This was my term paper for my journalism ethics class this semester.
Philadelphia quarterback Michael Vick is probably one of the more polarizing figures in the sports world today. After being convicted on federal dog fighting charges in 2007, he was sent to prison where he served a year and a half sentence before being released to a halfway house. Upon completing his term, he returned to the National Football League with the Philadelphia Eagles, where he backed up another high-profile quarterback, Donovan McNabb. McNabb was let go this past off-season with Eagles Coach Andy Reid citing that it was the best decision for the Eagles’ organization to let McNabb go. (Glazer, 2010)
Since then, Vick has taken charge of the Eagles and led them to become of the top teams in the NFC. They are even poised to make a Super Bowl run. But underneath the success and the redemption Vick likely feels for returning to glory on the gridiron, he fights everyday with the choices he made outside of football that led to his imprisonment. He faces them every day as the media constantly wants to bring it up, not letting it be ‘water under the bridge’ but rather making the story more about Vick’s character than his play on the field.

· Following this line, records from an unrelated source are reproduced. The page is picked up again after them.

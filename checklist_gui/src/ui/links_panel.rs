//! Important links panel

use iced::widget::{button, column, container, text, Column};
use iced::{Element, Length, Padding};

use checklist_core::models::{ImportantLink, Metadata};

use super::MUTED;
use crate::Message;

/// Render the important links and the "last verified" line
pub fn view_links_panel<'a>(links: &'a [ImportantLink], metadata: &'a Metadata) -> Element<'a, Message> {
    let mut content: Column<'_, Message> = column![text("Important links").size(14)].spacing(6);

    for link in links {
        let entry = column![
            text(&link.name_fr).size(12),
            text(&link.name_en).size(10).color(MUTED),
            text(&link.description).size(10),
        ]
        .spacing(2);
        content = content.push(
            button(entry)
                .on_press(Message::OpenUrl(link.url.clone()))
                .padding(Padding::from([4, 6]))
                .width(Length::Fill)
                .style(button::text),
        );
    }

    if let Some(date) = &metadata.last_verified {
        content = content.push(
            text(format!("Requirements last verified: {date}"))
                .size(10)
                .color(MUTED),
        );
    }

    container(content)
        .padding(10)
        .width(Length::Fill)
        .style(container::bordered_box)
        .into()
}
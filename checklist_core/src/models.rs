//! # Data Model
//!
//! Wire types for the checklist API. Field names follow the JSON the backend
//! emits (`name_en`, `is_complete`, `due_date`, ...), so every type here
//! round-trips through `serde_json` without renames.
//!
//! ## Structure
//!
//! ```text
//! Envelope<T>        {success, data?, error?}
//! PermitType         immutable reference data
//! Category, Profile  immutable reference data (served as id-keyed maps)
//! Document           backend-owned; cached and optimistically mutated
//! ProgressSummary    derived {completed, total, remaining, percentage}
//! ```

use std::collections::BTreeMap;

use chrono::{DateTime, NaiveDate, Utc};
use serde::{Deserialize, Deserializer, Serialize};

/// Profile id that is always part of the active selection.
pub const COMMON_PROFILE: &str = "common";

/// Categories keyed by id, as served by `GET /categories`.
pub type CategoryMap = BTreeMap<String, Category>;

/// Profiles keyed by id, as served by `GET /profiles`.
pub type ProfileMap = BTreeMap<String, Profile>;

/// The `{success, data}` envelope wrapping every API response.
#[derive(Debug, Clone, PartialEq, Serialize, Deserialize)]
pub struct Envelope<T> {
    pub success: bool,

    #[serde(skip_serializing_if = "Option::is_none")]
    pub data: Option<T>,

    /// Server-side error message, present on some `success: false` replies
    #[serde(default, skip_serializing_if = "Option::is_none")]
    pub error: Option<String>,
}

/// A kind of administrative application with its own checklist.
#[derive(Debug, Clone, PartialEq, Eq, Serialize, Deserialize)]
pub struct PermitType {
    pub id: String,
    pub name_en: String,
    pub name_fr: String,
    #[serde(default)]
    pub description: String,
    #[serde(default)]
    pub official_url: String,
    #[serde(default)]
    pub last_verified: Option<String>,
}

impl PermitType {
    /// Selector label, e.g. `Residence Permit (Renewal) (Titre de Séjour)`
    pub fn label(&self) -> String {
        format!("{} ({})", self.name_en, self.name_fr)
    }
}

/// Document category (identity, financial, ...).
#[derive(Debug, Clone, PartialEq, Eq, Serialize, Deserialize)]
pub struct Category {
    pub name_en: String,
    #[serde(default)]
    pub name_fr: String,
    #[serde(default)]
    pub icon: String,
}

/// Applicant attribute that decides which documents apply.
#[derive(Debug, Clone, PartialEq, Eq, Serialize, Deserialize)]
pub struct Profile {
    pub name_en: String,
    #[serde(default)]
    pub name_fr: String,
    #[serde(default)]
    pub icon: Option<String>,
}

/// A required document and its completion state.
#[derive(Debug, Clone, PartialEq, Serialize, Deserialize)]
pub struct Document {
    pub id: String,

    /// Category id; `None` lands in the "other" bucket
    #[serde(default)]
    pub category: Option<String>,

    pub name_en: String,
    pub name_fr: String,

    #[serde(default)]
    pub description: String,

    #[serde(default)]
    pub link: Option<String>,

    #[serde(default)]
    pub link_text: String,

    #[serde(default)]
    pub validity_days: Option<u32>,

    /// SQLite-backed servers send 0/1 here
    #[serde(default, deserialize_with = "bool_from_int_or_bool")]
    pub is_complete: bool,

    #[serde(default)]
    pub notes: Option<String>,

    #[serde(default)]
    pub due_date: Option<NaiveDate>,

    /// Profiles this document applies to
    #[serde(default, skip_serializing_if = "Vec::is_empty")]
    pub profiles: Vec<String>,

    #[serde(default, skip_serializing_if = "Option::is_none")]
    pub completed_at: Option<String>,

    #[serde(default, skip_serializing_if = "Option::is_none")]
    pub permit_type: Option<String>,

    #[serde(default, skip_serializing_if = "Option::is_none")]
    pub sort_order: Option<i64>,
}

impl Document {
    /// Modal heading, e.g. `Valid Passport (Passeport valide)`
    pub fn display_name(&self) -> String {
        format!("{} ({})", self.name_en, self.name_fr)
    }

    /// Notes with surrounding whitespace removed, `None` when blank
    pub fn notes_text(&self) -> Option<&str> {
        self.notes
            .as_deref()
            .map(str::trim)
            .filter(|n| !n.is_empty())
    }

    /// Whether the document applies under the given profile ids.
    ///
    /// A document with no profile list shares none with the selection.
    pub fn applies_to<'a>(&self, mut selected: impl Iterator<Item = &'a str>) -> bool {
        selected.any(|p| self.profiles.iter().any(|own| own == p))
    }
}

/// Aggregate progress for a permit type under the active profile filter.
#[derive(Debug, Clone, Copy, PartialEq, Eq, Serialize, Deserialize)]
#[serde(from = "RawProgress")]
pub struct ProgressSummary {
    pub completed: u32,
    pub total: u32,
    pub remaining: u32,
    pub percentage: u32,
}

/// Lenient wire form: `remaining` may be missing and `percentage` may be a float.
#[derive(Deserialize)]
struct RawProgress {
    completed: u32,
    total: u32,
    #[serde(default)]
    remaining: Option<u32>,
    #[serde(default)]
    percentage: Option<f64>,
}

impl From<RawProgress> for ProgressSummary {
    fn from(raw: RawProgress) -> Self {
        let computed = ProgressSummary::new(raw.completed, raw.total);
        ProgressSummary {
            remaining: raw.remaining.unwrap_or(computed.remaining),
            percentage: raw
                .percentage
                .map(|p| p.round().clamp(0.0, 100.0) as u32)
                .unwrap_or(computed.percentage),
            ..computed
        }
    }
}

/// External link shown in the "important links" panel.
#[derive(Debug, Clone, PartialEq, Eq, Serialize, Deserialize)]
pub struct ImportantLink {
    pub name_en: String,
    #[serde(default)]
    pub name_fr: String,
    pub url: String,
    #[serde(default)]
    pub description: String,
}

/// Optional catalogue metadata.
#[derive(Debug, Clone, Default, PartialEq, Eq, Serialize, Deserialize)]
pub struct Metadata {
    #[serde(default)]
    pub last_verified: Option<String>,
    #[serde(default)]
    pub source_url: Option<String>,
}

/// Persisted user preferences.
#[derive(Debug, Clone, Default, PartialEq, Eq, Serialize, Deserialize)]
pub struct UserSettings {
    #[serde(default)]
    pub selected_profiles: Option<Vec<String>>,
}

/// Timestamp format used for `completed_at`
pub fn completion_timestamp(now: DateTime<Utc>) -> String {
    now.format("%Y-%m-%d %H:%M:%S").to_string()
}

fn bool_from_int_or_bool<'de, D>(deserializer: D) -> Result<bool, D::Error>
where
    D: Deserializer<'de>,
{
    #[derive(Deserialize)]
    #[serde(untagged)]
    enum Flag {
        Bool(bool),
        Int(i64),
        Null(()),
    }

    Ok(match Flag::deserialize(deserializer)? {
        Flag::Bool(b) => b,
        Flag::Int(i) => i != 0,
        Flag::Null(()) => false,
    })
}
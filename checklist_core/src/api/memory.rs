//! In-process [`ChecklistApi`] backend.
//!
//! Behaves like the real server for everything the client can observe:
//! profile filtering, progress counts, per-document mutations and reset.
//! Tests inject failures per [`EndpointKind`] and inspect the call log;
//! demo mode runs the GUI against [`Catalog::sample`].

use std::collections::{BTreeMap, HashSet};
use std::sync::{Mutex, MutexGuard, PoisonError};

use async_trait::async_trait;
use chrono::{NaiveDate, Utc};

use super::{ChecklistApi, Endpoint, EndpointKind};
use crate::errors::{ChecklistError, ChecklistResult};
use crate::models::{
    completion_timestamp, Category, CategoryMap, Document, ImportantLink, Metadata, PermitType, Profile, ProfileMap,
    ProgressSummary, UserSettings, COMMON_PROFILE,
};
use crate::selection::ProfileSelection;

/// Reference data plus the per-permit document lists.
#[derive(Debug, Clone, Default)]
pub struct Catalog {
    pub categories: CategoryMap,
    pub profiles: ProfileMap,
    pub permit_types: Vec<PermitType>,
    pub important_links: Vec<ImportantLink>,
    pub metadata: Metadata,
    /// Documents keyed by permit id, in display order
    pub documents: BTreeMap<String, Vec<Document>>,
}

#[derive(Debug, Default)]
struct MemoryState {
    catalog: Catalog,
    selected_profiles: Option<Vec<String>>,
    failing: HashSet<EndpointKind>,
    calls: Vec<String>,
}

/// Thread-safe in-memory backend.
#[derive(Debug, Default)]
pub struct MemoryApi {
    state: Mutex<MemoryState>,
}

impl MemoryApi {
    pub fn new(catalog: Catalog) -> Self {
        MemoryApi {
            state: Mutex::new(MemoryState {
                catalog,
                ..MemoryState::default()
            }),
        }
    }

    /// Backend seeded with [`Catalog::sample`]
    pub fn sample() -> Self {
        Self::new(Catalog::sample())
    }

    /// Make every call to `kind` fail with a rejection until [`recover`](Self::recover).
    pub fn fail(&self, kind: EndpointKind) {
        self.lock().failing.insert(kind);
    }

    pub fn recover(&self, kind: EndpointKind) {
        self.lock().failing.remove(&kind);
    }

    /// Endpoints called so far, e.g. `POST /documents/cr_photos/notes`
    pub fn calls(&self) -> Vec<String> {
        self.lock().calls.clone()
    }

    /// Server-side copy of a document
    pub fn document(&self, document_id: &str) -> Option<Document> {
        self.lock()
            .catalog
            .documents
            .values()
            .flatten()
            .find(|d| d.id == document_id)
            .cloned()
    }

    /// Stored profile preference
    pub fn saved_profiles(&self) -> Option<Vec<String>> {
        self.lock().selected_profiles.clone()
    }

    fn lock(&self) -> MutexGuard<'_, MemoryState> {
        self.state.lock().unwrap_or_else(PoisonError::into_inner)
    }

    /// Record the call and apply failure injection, then hand out the state.
    fn enter(&self, endpoint: &Endpoint) -> ChecklistResult<MutexGuard<'_, MemoryState>> {
        let mut state = self.lock();
        state.calls.push(endpoint.to_string());
        if state.failing.contains(&endpoint.kind()) {
            return Err(ChecklistError::rejected(
                endpoint.to_string(),
                Some("injected failure".to_string()),
            ));
        }
        Ok(state)
    }

    fn update_document(
        &self,
        endpoint: Endpoint,
        document_id: &str,
        apply: impl FnOnce(&mut Document),
    ) -> ChecklistResult<()> {
        let mut state = self.enter(&endpoint)?;
        let doc = state
            .catalog
            .documents
            .values_mut()
            .flatten()
            .find(|d| d.id == document_id)
            .ok_or_else(|| ChecklistError::rejected(endpoint.to_string(), None))?;
        apply(doc);
        Ok(())
    }

    fn filtered(state: &MemoryState, permit_id: &str, profiles: &ProfileSelection) -> Vec<Document> {
        state
            .catalog
            .documents
            .get(permit_id)
            .map(|docs| {
                docs.iter()
                    .filter(|d| d.applies_to(profiles.iter()))
                    .cloned()
                    .collect()
            })
            .unwrap_or_default()
    }
}

#[cfg_attr(not(target_arch = "wasm32"), async_trait)]
#[cfg_attr(target_arch = "wasm32", async_trait(?Send))]
impl ChecklistApi for MemoryApi {
    async fn categories(&self) -> ChecklistResult<CategoryMap> {
        Ok(self.enter(&Endpoint::Categories)?.catalog.categories.clone())
    }

    async fn profiles(&self) -> ChecklistResult<ProfileMap> {
        Ok(self.enter(&Endpoint::Profiles)?.catalog.profiles.clone())
    }

    async fn permit_types(&self) -> ChecklistResult<Vec<PermitType>> {
        Ok(self.enter(&Endpoint::PermitTypes)?.catalog.permit_types.clone())
    }

    async fn important_links(&self) -> ChecklistResult<Vec<ImportantLink>> {
        Ok(self.enter(&Endpoint::ImportantLinks)?.catalog.important_links.clone())
    }

    async fn metadata(&self) -> ChecklistResult<Metadata> {
        Ok(self.enter(&Endpoint::Metadata)?.catalog.metadata.clone())
    }

    async fn user_settings(&self) -> ChecklistResult<UserSettings> {
        let state = self.enter(&Endpoint::UserSettings)?;
        Ok(UserSettings {
            selected_profiles: state.selected_profiles.clone(),
        })
    }

    async fn documents(&self, permit_id: &str, profiles: &ProfileSelection) -> ChecklistResult<Vec<Document>> {
        let state = self.enter(&Endpoint::Documents {
            permit_id: permit_id.to_string(),
            profiles: profiles.clone(),
        })?;
        Ok(Self::filtered(&state, permit_id, profiles))
    }

    async fn progress(&self, permit_id: &str, profiles: &ProfileSelection) -> ChecklistResult<ProgressSummary> {
        let state = self.enter(&Endpoint::Progress {
            permit_id: permit_id.to_string(),
            profiles: profiles.clone(),
        })?;
        Ok(ProgressSummary::from_documents(&Self::filtered(&state, permit_id, profiles)))
    }

    async fn mark_complete(&self, document_id: &str) -> ChecklistResult<()> {
        let endpoint = Endpoint::Complete {
            document_id: document_id.to_string(),
        };
        self.update_document(endpoint, document_id, |doc| {
            doc.is_complete = true;
            doc.completed_at = Some(completion_timestamp(Utc::now()));
        })
    }

    async fn mark_incomplete(&self, document_id: &str) -> ChecklistResult<()> {
        let endpoint = Endpoint::Incomplete {
            document_id: document_id.to_string(),
        };
        self.update_document(endpoint, document_id, |doc| {
            doc.is_complete = false;
            doc.completed_at = None;
        })
    }

    async fn update_notes(&self, document_id: &str, notes: &str) -> ChecklistResult<()> {
        let endpoint = Endpoint::Notes {
            document_id: document_id.to_string(),
            notes: notes.to_string(),
        };
        self.update_document(endpoint, document_id, |doc| doc.notes = Some(notes.to_string()))
    }

    async fn update_due_date(&self, document_id: &str, due_date: Option<NaiveDate>) -> ChecklistResult<()> {
        let endpoint = Endpoint::DueDate {
            document_id: document_id.to_string(),
            due_date,
        };
        self.update_document(endpoint, document_id, |doc| doc.due_date = due_date)
    }

    async fn save_profiles(&self, profiles: &ProfileSelection) -> ChecklistResult<()> {
        let mut state = self.enter(&Endpoint::SaveProfiles {
            profiles: profiles.clone(),
        })?;
        state.selected_profiles = Some(profiles.to_vec());
        Ok(())
    }

    async fn reset(&self, permit_id: &str) -> ChecklistResult<()> {
        let mut state = self.enter(&Endpoint::Reset {
            permit_id: permit_id.to_string(),
        })?;
        if let Some(docs) = state.catalog.documents.get_mut(permit_id) {
            for doc in docs {
                doc.is_complete = false;
                doc.completed_at = None;
                doc.notes = None;
                doc.due_date = None;
            }
        }
        Ok(())
    }
}
//! Documents Panel
//!
//! Displays the checklist grouped by category, in the fixed category order:
//! - Category header with icon and `completed/total` counter
//! - Document cards with checkbox, bilingual title, link, hints and notes preview

use chrono::NaiveDate;
use iced::widget::{button, checkbox, column, container, row, rule, text, Column, Space};
use iced::{Alignment, Color, Element, Length, Padding};

use checklist_core::display::{format_date, notes_preview, validity_hint, DueStatus};
use checklist_core::grouping::CategoryGroup;
use checklist_core::{Document, Tracker};

use super::{DANGER, MUTED};
use crate::Message;

/// Badge colour for a due-date status
fn due_color(status: DueStatus) -> [f32; 3] {
    match status {
        DueStatus::Overdue => DANGER,
        DueStatus::DueSoon => [0.824, 0.6, 0.133],
        DueStatus::Scheduled => MUTED,
    }
}

/// Render all category groups
pub fn view_documents_panel(tracker: &Tracker, today: NaiveDate, busy: bool) -> Element<'_, Message> {
    let groups = tracker.groups();
    if groups.is_empty() {
        return text("No documents for this selection.").size(12).color(MUTED).into();
    }

    let mut panel: Column<'_, Message> = column![text("Required documents").size(14)].spacing(12);
    for group in groups {
        panel = panel.push(view_category(group, today, busy));
    }
    panel.into()
}

fn view_category(group: CategoryGroup<'_>, today: NaiveDate, busy: bool) -> Element<'_, Message> {
    let header = row![
        text(group.icon.clone()).size(16),
        Space::new().width(6),
        text(group.title.clone()).size(13),
        Space::new().width(Length::Fill),
        text(group.counter()).size(11).color(MUTED),
    ]
    .align_y(Alignment::Center);

    let mut cards: Column<'_, Message> = column![].spacing(4);
    for doc in group.documents {
        cards = cards.push(view_document(doc, today, busy));
    }

    container(column![header, rule::horizontal(1), cards].spacing(6))
        .padding(8)
        .width(Length::Fill)
        .style(container::bordered_box)
        .into()
}

fn view_document(doc: &Document, today: NaiveDate, busy: bool) -> Element<'_, Message> {
    let mut done = checkbox(doc.is_complete);
    if !busy {
        let id = doc.id.clone();
        done = done.on_toggle(move |_| Message::ToggleDocument(id.clone()));
    }

    let title = column![
        text(&doc.name_fr)
            .size(13)
            .color_maybe(doc.is_complete.then(|| Color::from(MUTED))),
        text(&doc.name_en).size(11).color(MUTED),
    ];

    let mut meta = row![].spacing(12).align_y(Alignment::Center);
    meta = match &doc.link {
        Some(url) => meta.push(
            button(text(format!("🔗 {}", doc.link_text)).size(11))
                .on_press(Message::OpenUrl(url.clone()))
                .padding(0)
                .style(button::text),
        ),
        None => meta.push(text(format!("ℹ️ {}", doc.link_text)).size(11).color(MUTED)),
    };
    if let Some(days) = doc.validity_days {
        meta = meta.push(text(validity_hint(days)).size(10).color(MUTED));
    }
    if let (Some(date), Some(status)) = (doc.due_date, DueStatus::classify(doc.due_date, today)) {
        meta = meta.push(
            text(format!("📅 {}", format_date(date)))
                .size(10)
                .color(due_color(status)),
        );
    }

    let mut body = column![title].spacing(4);
    if !doc.description.is_empty() {
        body = body.push(text(&doc.description).size(11));
    }
    body = body.push(meta);
    if let Some(notes) = doc.notes_text() {
        body = body.push(text(format!("📝 {}", notes_preview(notes))).size(10).color(MUTED));
    }

    let mut notes_button = button(text("📝").size(12))
        .padding(Padding::from([2, 6]))
        .style(if doc.notes_text().is_some() { button::primary } else { button::secondary });
    if !busy {
        notes_button = notes_button.on_press(Message::OpenNotes(doc.id.clone()));
    }

    row![done, body.width(Length::Fill), notes_button]
        .spacing(8)
        .padding(Padding::from([6, 4]))
        .align_y(Alignment::Start)
        .into()
}
//! Shared response envelope types for API handlers.

use serde::Serialize;

/// `{ "status": "ok", "count": n, "items": [...] }` envelope used by every
/// list endpoint.
///
/// ```ignore
/// Ok(Json(ListResponse::new(entries)))
/// ```
#[derive(Debug, Serialize)]
pub struct ListResponse<T: Serialize> {
    pub status: &'static str,
    pub count: usize,
    pub items: Vec<T>,
}

impl<T: Serialize> ListResponse<T> {
    pub fn new(items: Vec<T>) -> Self {
        Self {
            status: "ok",
            count: items.len(),
            items,
        }
    }
}
//! Shared domain types for the PLM router.
//!
//! Pure logic with no I/O beyond filesystem path resolution: the error
//! taxonomy, the document identity codec, task configuration, annotation
//! normalization and request-field parsing helpers.

pub mod annotation;
pub mod document_id;
pub mod error;
pub mod parsing;
pub mod paths;
pub mod task;
pub mod types;
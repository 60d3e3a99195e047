//! Command-line arguments for `plm-router`.

use std::path::PathBuf;

use clap::Parser;

/// Default upload limit: 50 MiB.
pub const DEFAULT_MAX_BYTES: u64 = 50 * 1024 * 1024;

/// PLM router service: upload, convert, preview.
///
/// Every flag can also be set through the matching `PLM_ROUTER_*`
/// environment variable; an explicit flag wins.
#[derive(Parser, Debug, Clone)]
#[command(name = "plm-router")]
#[command(version, about = "PLM router service (upload -> convert -> preview URL)", long_about = None)]
pub struct RouterArgs {
    /// Bind host
    #[arg(long, env = "PLM_ROUTER_HOST", default_value = "127.0.0.1")]
    pub host: String,

    /// Bind port
    #[arg(long, env = "PLM_ROUTER_PORT", default_value_t = 9000)]
    pub port: u16,

    /// Directory served statically; relative paths resolve against it
    #[arg(long, env = "PLM_ROUTER_SERVE_ROOT", default_value = ".")]
    pub serve_root: PathBuf,

    /// Output root for conversion runs
    #[arg(long, env = "PLM_ROUTER_OUT_ROOT", default_value = "build/plm_service_runs")]
    pub out_root: PathBuf,

    /// Importer plugin used when a request names none and no mapping applies
    #[arg(long, env = "PLM_ROUTER_DEFAULT_PLUGIN", default_value = "")]
    pub default_plugin: String,

    /// Extension-to-plugin map (e.g. .dxf=path,.json=path)
    #[arg(long, env = "PLM_ROUTER_PLUGIN_MAP", default_value = "")]
    pub plugin_map: String,

    /// convert_cli used when a request names none
    #[arg(long, env = "PLM_ROUTER_DEFAULT_CONVERT_CLI", default_value = "")]
    pub default_convert_cli: String,

    /// Converter executable
    #[arg(long, env = "PLM_ROUTER_CONVERTER", default_value = "python3")]
    pub converter: String,

    /// Whitespace-separated arguments placed before the generated converter flags
    #[arg(long, env = "PLM_ROUTER_CONVERTER_ARGS", default_value = "tools/plm_convert.py")]
    pub converter_args: String,

    /// Web viewer page, relative to the serve root
    #[arg(long, env = "PLM_ROUTER_VIEWER_PATH", default_value = "tools/web_viewer/index.html")]
    pub viewer_path: String,

    /// Public host for generated URLs (defaults to the bind host)
    #[arg(long, env = "PLM_ROUTER_PUBLIC_HOST", default_value = "")]
    pub public_host: String,

    /// Bearer token required on every endpoint except /health
    #[arg(long, env = "PLM_ROUTER_AUTH_TOKEN", default_value = "", hide_env_values = true)]
    pub auth_token: String,

    /// Comma-separated allowlist of origins (use * to allow all)
    #[arg(long, env = "PLM_ROUTER_CORS_ORIGINS", default_value = "")]
    pub cors_origins: String,

    /// Max request body in bytes (0 disables)
    #[arg(long, env = "PLM_ROUTER_MAX_BYTES", default_value_t = DEFAULT_MAX_BYTES)]
    pub max_bytes: u64,

    /// Comma-separated allowed plugin paths or directories
    #[arg(long, env = "PLM_ROUTER_PLUGIN_ALLOWLIST", default_value = "")]
    pub plugin_allowlist: String,

    /// Comma-separated allowed convert_cli paths or directories
    #[arg(long, env = "PLM_ROUTER_CLI_ALLOWLIST", default_value = "")]
    pub cli_allowlist: String,

    /// Concurrent conversions
    #[arg(long, env = "PLM_ROUTER_MAX_WORKERS", default_value_t = 1)]
    pub max_workers: usize,

    /// Max queued jobs (0 = unbounded)
    #[arg(long, env = "PLM_ROUTER_QUEUE_SIZE", default_value_t = 8)]
    pub queue_size: usize,

    /// TTL in seconds for run directory cleanup (0 disables)
    #[arg(long, env = "PLM_ROUTER_TTL_SECONDS", default_value_t = 3600)]
    pub ttl_seconds: u64,

    /// Cleanup interval in seconds (0 disables)
    #[arg(long, env = "PLM_ROUTER_CLEANUP_INTERVAL", default_value_t = 300)]
    pub cleanup_interval: u64,

    /// Max history entries kept in memory (0 = unbounded)
    #[arg(long, env = "PLM_ROUTER_HISTORY_LIMIT", default_value_t = 200)]
    pub history_limit: usize,

    /// Append task history to this JSONL file
    #[arg(long, env = "PLM_ROUTER_HISTORY_FILE", default_value = "")]
    pub history_file: String,

    /// Max history entries replayed on startup (0 = all)
    #[arg(long, env = "PLM_ROUTER_HISTORY_LOAD", default_value_t = 200)]
    pub history_load: usize,

    /// Default seconds a synchronous /convert waits before answering 202
    #[arg(long, env = "PLM_ROUTER_WAIT_TIMEOUT", default_value_t = 300.0)]
    pub wait_timeout: f64,
}
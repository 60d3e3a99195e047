use std::sync::Arc;

use plm_converter::ConversionResult;
use plm_core::error::ErrorCode;
use plm_core::task::TaskConfig;
use plm_core::types::{timestamp_now, EventKind, TaskState};
use plm_history::HistoryEntry;
use serde::Serialize;

/// Point-in-time snapshot of a task.
#[derive(Debug, Clone)]
pub struct TaskRecord {
    pub task_id: String,
    pub config: Arc<TaskConfig>,
    pub state: TaskState,
    pub created_at: String,
    pub started_at: Option<String>,
    pub finished_at: Option<String>,
    pub error: Option<String>,
    pub error_code: Option<ErrorCode>,
    pub result: Option<ConversionResult>,
}

impl TaskRecord {
    pub(crate) fn queued(task_id: String, config: TaskConfig) -> Self {
        Self {
            task_id,
            config: Arc::new(config),
            state: TaskState::Queued,
            created_at: timestamp_now(),
            started_at: None,
            finished_at: None,
            error: None,
            error_code: None,
            result: None,
        }
    }

    /// History entry describing this task's outcome.
    pub fn to_history_entry(&self) -> HistoryEntry {
        let config = &self.config;
        HistoryEntry {
            task_id: self.task_id.clone(),
            state: self.state,
            created_at: self.created_at.clone(),
            started_at: self.started_at.clone(),
            finished_at: self.finished_at.clone(),
            viewer_url: self
                .result
                .as_ref()
                .filter(|_| self.state == TaskState::Done)
                .map(|r| r.viewer_url.clone()),
            error: self.error.clone(),
            error_code: self.error_code,
            project_id: config.project_id.clone(),
            document_label: config.document_label.clone(),
            owner: config.owner.clone(),
            tags: config.tags.clone(),
            revision_note: config.revision_note.clone(),
            annotations: config.annotations.clone(),
            event: EventKind::Convert,
        }
    }
}

/// Number of registered tasks per state.
#[derive(Debug, Clone, Copy, Default, PartialEq, Eq, Serialize)]
pub struct TaskCounts {
    pub queued: usize,
    pub running: usize,
    pub done: usize,
    pub error: usize,
}

impl TaskCounts {
    pub(crate) fn add(&mut self, state: TaskState) {
        match state {
            TaskState::Queued => self.queued += 1,
            TaskState::Running => self.running += 1,
            TaskState::Done => self.done += 1,
            TaskState::Error => self.error += 1,
        }
    }
}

ESPN and other major sports networks, along with radio talk shows, bloggers, and magazine columnists have weighed on how they feel Vick should be depicted and have conceived their own judgments on the rise, downfall, and subsequent return of Vick. The coverage of Vick (and others like him) begs the question of whether or not African-American athletes or coaches in high stature are presented differently when they mess up as opposed to white athletes or coaches, and the ethics behind that coverage.
To fully answer this question, one has to look at the scope of American history and how things have evolved in terms of race in sports. Everyone is familiar with Jackie Robinson and his breaking the color barrier in 1947 with the Brooklyn Dodgers. What Robinson did changed the face of how African-Americans were looked at by the media in general, not just in sports.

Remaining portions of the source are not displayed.